Write only the number of lines in the data that contain the word "HashSet".

### DATA SUPPLIED

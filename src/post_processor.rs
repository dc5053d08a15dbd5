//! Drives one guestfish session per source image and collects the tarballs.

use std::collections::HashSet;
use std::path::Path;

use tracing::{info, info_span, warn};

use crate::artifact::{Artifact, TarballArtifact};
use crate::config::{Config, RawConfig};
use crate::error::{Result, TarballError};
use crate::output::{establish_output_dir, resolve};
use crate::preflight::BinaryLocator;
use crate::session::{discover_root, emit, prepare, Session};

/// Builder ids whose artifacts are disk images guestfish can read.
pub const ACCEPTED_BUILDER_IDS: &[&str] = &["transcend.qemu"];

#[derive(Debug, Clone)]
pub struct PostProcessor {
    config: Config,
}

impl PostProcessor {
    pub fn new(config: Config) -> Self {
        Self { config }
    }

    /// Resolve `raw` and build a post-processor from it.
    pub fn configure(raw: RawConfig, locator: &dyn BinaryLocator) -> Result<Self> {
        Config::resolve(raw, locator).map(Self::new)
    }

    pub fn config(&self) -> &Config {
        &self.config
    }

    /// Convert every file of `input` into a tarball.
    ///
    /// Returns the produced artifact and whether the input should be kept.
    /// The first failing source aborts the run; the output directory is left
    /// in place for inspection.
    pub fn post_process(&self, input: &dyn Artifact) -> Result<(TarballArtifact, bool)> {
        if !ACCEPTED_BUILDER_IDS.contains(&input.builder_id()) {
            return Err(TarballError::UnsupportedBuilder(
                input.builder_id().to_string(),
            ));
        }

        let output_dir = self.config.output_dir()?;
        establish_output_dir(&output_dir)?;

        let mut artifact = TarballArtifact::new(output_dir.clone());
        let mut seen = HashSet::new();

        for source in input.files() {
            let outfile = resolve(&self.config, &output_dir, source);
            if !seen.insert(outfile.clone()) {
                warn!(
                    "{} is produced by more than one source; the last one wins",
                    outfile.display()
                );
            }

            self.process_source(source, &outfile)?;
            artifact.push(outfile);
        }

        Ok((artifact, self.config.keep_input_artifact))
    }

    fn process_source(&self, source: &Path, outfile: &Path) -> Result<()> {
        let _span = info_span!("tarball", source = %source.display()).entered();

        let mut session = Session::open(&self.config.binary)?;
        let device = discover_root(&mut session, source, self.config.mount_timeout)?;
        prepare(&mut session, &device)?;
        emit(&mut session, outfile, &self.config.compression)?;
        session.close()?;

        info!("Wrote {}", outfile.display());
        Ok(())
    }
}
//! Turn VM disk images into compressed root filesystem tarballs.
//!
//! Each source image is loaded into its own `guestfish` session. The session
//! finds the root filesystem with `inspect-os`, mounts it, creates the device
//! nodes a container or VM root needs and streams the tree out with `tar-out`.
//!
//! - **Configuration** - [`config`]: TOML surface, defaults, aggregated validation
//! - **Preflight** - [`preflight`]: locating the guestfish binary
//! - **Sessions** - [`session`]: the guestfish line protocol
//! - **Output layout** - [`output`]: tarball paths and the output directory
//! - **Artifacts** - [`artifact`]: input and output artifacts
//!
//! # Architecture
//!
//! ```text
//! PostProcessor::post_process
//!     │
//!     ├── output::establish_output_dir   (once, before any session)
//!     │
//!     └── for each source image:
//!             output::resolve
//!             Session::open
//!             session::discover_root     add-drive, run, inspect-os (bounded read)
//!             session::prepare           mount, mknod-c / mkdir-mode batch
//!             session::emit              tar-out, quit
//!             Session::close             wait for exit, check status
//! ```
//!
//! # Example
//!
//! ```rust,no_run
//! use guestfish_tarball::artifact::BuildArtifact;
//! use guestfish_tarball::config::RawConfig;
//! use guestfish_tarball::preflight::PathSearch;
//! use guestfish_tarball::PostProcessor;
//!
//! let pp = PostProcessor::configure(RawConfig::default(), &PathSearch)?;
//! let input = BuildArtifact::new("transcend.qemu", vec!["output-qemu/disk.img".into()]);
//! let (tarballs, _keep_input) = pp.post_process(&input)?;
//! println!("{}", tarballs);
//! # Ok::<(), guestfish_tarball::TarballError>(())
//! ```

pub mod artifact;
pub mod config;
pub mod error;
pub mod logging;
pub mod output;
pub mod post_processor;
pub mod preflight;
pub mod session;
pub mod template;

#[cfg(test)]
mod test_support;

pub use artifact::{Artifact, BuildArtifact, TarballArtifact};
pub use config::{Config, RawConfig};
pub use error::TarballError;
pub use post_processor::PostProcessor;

######

→ RESULT OF THIS TASK
2